Records for processing —
_ _ _

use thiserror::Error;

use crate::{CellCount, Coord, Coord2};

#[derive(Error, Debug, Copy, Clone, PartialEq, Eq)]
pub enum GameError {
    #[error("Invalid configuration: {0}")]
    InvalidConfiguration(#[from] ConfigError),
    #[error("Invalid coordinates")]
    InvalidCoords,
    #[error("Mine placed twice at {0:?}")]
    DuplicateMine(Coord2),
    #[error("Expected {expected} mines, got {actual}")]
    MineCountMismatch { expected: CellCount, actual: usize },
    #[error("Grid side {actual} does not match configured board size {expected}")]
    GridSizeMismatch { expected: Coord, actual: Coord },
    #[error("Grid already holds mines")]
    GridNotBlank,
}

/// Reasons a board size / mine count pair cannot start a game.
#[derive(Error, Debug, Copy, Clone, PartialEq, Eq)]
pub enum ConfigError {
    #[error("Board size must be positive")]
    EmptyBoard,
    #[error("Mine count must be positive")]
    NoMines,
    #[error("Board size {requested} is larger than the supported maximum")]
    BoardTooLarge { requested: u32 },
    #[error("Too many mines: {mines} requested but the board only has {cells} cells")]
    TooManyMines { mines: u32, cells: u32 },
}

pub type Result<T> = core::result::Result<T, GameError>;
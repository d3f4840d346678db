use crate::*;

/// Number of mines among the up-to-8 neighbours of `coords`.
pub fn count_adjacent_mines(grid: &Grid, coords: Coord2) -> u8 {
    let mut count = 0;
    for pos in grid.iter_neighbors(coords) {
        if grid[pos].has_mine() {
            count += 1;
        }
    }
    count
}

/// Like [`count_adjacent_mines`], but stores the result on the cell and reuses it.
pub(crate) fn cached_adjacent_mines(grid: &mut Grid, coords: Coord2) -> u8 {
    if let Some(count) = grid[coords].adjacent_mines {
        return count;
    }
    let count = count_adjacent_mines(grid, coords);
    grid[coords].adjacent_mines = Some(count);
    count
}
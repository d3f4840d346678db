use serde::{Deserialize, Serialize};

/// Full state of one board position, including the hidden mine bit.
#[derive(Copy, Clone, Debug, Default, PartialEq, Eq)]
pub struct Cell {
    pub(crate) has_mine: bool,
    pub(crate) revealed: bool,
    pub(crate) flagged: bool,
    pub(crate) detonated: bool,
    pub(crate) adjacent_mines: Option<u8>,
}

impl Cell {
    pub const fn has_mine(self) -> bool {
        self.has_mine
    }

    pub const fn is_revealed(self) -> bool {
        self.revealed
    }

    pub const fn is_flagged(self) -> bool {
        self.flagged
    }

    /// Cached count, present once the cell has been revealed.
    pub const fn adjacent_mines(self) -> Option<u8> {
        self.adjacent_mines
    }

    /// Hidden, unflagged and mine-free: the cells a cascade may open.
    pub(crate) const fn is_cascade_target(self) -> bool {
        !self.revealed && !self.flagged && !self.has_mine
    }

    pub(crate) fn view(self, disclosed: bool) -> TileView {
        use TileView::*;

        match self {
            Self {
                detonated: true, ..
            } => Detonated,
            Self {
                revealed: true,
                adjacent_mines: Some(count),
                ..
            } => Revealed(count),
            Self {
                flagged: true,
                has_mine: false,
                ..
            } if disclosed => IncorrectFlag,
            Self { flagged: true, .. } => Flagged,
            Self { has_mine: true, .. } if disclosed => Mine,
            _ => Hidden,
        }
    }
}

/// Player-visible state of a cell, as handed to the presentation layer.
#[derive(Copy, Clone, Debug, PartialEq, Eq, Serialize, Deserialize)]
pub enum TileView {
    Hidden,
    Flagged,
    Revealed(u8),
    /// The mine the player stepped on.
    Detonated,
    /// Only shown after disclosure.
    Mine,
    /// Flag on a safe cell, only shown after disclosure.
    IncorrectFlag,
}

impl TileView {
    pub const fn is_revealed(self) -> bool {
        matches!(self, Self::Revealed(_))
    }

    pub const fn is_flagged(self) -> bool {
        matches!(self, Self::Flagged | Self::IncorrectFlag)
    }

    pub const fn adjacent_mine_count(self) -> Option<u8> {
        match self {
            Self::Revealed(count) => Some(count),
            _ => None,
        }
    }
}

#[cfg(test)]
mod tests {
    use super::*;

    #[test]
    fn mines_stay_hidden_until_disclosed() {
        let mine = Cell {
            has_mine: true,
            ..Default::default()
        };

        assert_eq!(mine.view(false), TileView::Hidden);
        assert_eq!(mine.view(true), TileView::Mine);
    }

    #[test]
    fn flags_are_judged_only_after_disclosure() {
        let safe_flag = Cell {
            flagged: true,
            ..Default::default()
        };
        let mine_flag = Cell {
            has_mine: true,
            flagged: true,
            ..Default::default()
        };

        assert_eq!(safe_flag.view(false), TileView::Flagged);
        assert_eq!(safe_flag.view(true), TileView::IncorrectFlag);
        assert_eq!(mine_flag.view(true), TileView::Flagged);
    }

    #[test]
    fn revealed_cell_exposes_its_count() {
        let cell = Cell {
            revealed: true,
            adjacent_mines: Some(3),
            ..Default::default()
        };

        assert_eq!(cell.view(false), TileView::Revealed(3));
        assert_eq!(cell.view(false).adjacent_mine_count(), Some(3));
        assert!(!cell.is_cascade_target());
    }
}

_ _ _

Brief — Exactly reproduce every line found in the records.

Written answer —
use thiserror::Error;

use crate::{CellCount, Coord, Coord2};

#[derive(Error, Debug, Copy, Clone, PartialEq, Eq)]
pub enum GameError {
    #[error("Invalid configuration: {0}")]
    InvalidConfiguration(#[from] ConfigError),
    #[error("Invalid coordinates")]
    InvalidCoords,
    #[error("Mine placed twice at {0:?}")]
    DuplicateMine(Coord2),
    #[error("Expected {expected} mines, got {actual}")]
    MineCountMismatch { expected: CellCount, actual: usize },
    #[error("Grid side {actual} does not match configured board size {expected}")]
    GridSizeMismatch { expected: Coord, actual: Coord },
    #[error("Grid already holds mines")]
    GridNotBlank,
}

/// Reasons a board size / mine count pair cannot start a game.
#[derive(Error, Debug, Copy, Clone, PartialEq, Eq)]
pub enum ConfigError {
    #[error("Board size must be positive")]
    EmptyBoard,
    #[error("Mine count must be positive")]
    NoMines,
    #[error("Board size {requested} is larger than the supported maximum")]
    BoardTooLarge { requested: u32 },
    #[error("Too many mines: {mines} requested but the board only has {cells} cells")]
    TooManyMines { mines: u32, cells: u32 },
}

pub type Result<T> = core::result::Result<T, GameError>;
repository d3f4840d346678db
use crate::*;

/// Number of mines among the up-to-8 neighbours of `coords`.
pub fn count_adjacent_mines(grid: &Grid, coords: Coord2) -> u8 {
    let mut count = 0;
    for pos in grid.iter_neighbors(coords) {
        if grid[pos].has_mine() {
            count += 1;
        }
    }
    count
}

/// Like [`count_adjacent_mines`], but stores the result on the cell and reuses it.
pub(crate) fn cached_adjacent_mines(grid: &mut Grid, coords: Coord2) -> u8 {
    if let Some(count) = grid[coords].adjacent_mines {
        return count;
    }
    let count = count_adjacent_mines(grid, coords);
    grid[coords].adjacent_mines = Some(count);
    count
}
repository d3f4840d346678db
use serde::{Deserialize, Serialize};

/// Full state of one board position, including the hidden mine bit.
#[derive(Copy, Clone, Debug, Default, PartialEq, Eq)]
pub struct Cell {
    pub(crate) has_mine: bool,
    pub(crate) revealed: bool,
    pub(crate) flagged: bool,
    pub(crate) detonated: bool,
    pub(crate) adjacent_mines: Option<u8>,
}

impl Cell {
    pub const fn has_mine(self) -> bool {
        self.has_mine
    }

    pub const fn is_revealed(self) -> bool {
        self.revealed
    }

    pub const fn is_flagged(self) -> bool {
        self.flagged
    }

    /// Cached count, present once the cell has been revealed.
    pub const fn adjacent_mines(self) -> Option<u8> {
        self.adjacent_mines
    }

    /// Hidden, unflagged and mine-free: the cells a cascade may open.
    pub(crate) const fn is_cascade_target(self) -> bool {
        !self.revealed && !self.flagged && !self.has_mine
    }

    pub(crate) fn view(self, disclosed: bool) -> TileView {
        use TileView::*;

        match self {
            Self {
                detonated: true, ..
            } => Detonated,
            Self {
                revealed: true,
                adjacent_mines: Some(count),
                ..
            } => Revealed(count),
            Self {
                flagged: true,
                has_mine: false,
                ..
            } if disclosed => IncorrectFlag,
            Self { flagged: true, .. } => Flagged,
            Self { has_mine: true, .. } if disclosed => Mine,
            _ => Hidden,
        }
    }
}

/// Player-visible state of a cell, as handed to the presentation layer.
#[derive(Copy, Clone, Debug, PartialEq, Eq, Serialize, Deserialize)]
pub enum TileView {
    Hidden,
    Flagged,
    Revealed(u8),
    /// The mine the player stepped on.
    Detonated,
    /// Only shown after disclosure.
    Mine,
    /// Flag on a safe cell, only shown after disclosure.
    IncorrectFlag,
}

impl TileView {
    pub const fn is_revealed(self) -> bool {
        matches!(self, Self::Revealed(_))
    }

    pub const fn is_flagged(self) -> bool {
        matches!(self, Self::Flagged | Self::IncorrectFlag)
    }

    pub const fn adjacent_mine_count(self) -> Option<u8> {
        match self {
            Self::Revealed(count) => Some(count),
            _ => None,
        }
    }
}

#[cfg(test)]
mod tests {
    use super::*;

    #[test]
    fn mines_stay_hidden_until_disclosed() {
        let mine = Cell {
            has_mine: true,
            ..Default::default()
        };

        assert_eq!(mine.view(false), TileView::Hidden);
        assert_eq!(mine.view(true), TileView::Mine);
    }

    #[test]
    fn flags_are_judged_only_after_disclosure() {
        let safe_flag = Cell {
            flagged: true,
            ..Default::default()
        };
        let mine_flag = Cell {
            has_mine: true,
            flagged: true,
            ..Default::default()
        };

        assert_eq!(safe_flag.view(false), TileView::Flagged);
        assert_eq!(safe_flag.view(true), TileView::IncorrectFlag);
        assert_eq!(mine_flag.view(true), TileView::Flagged);
    }

    #[test]
    fn revealed_cell_exposes_its_count() {
        let cell = Cell {
            revealed: true,
            adjacent_mines: Some(3),
            ..Default::default()
        };

        assert_eq!(cell.view(false), TileView::Revealed(3));
        assert_eq!(cell.view(false).adjacent_mine_count(), Some(3));
        assert!(!cell.is_cascade_target());
    }
}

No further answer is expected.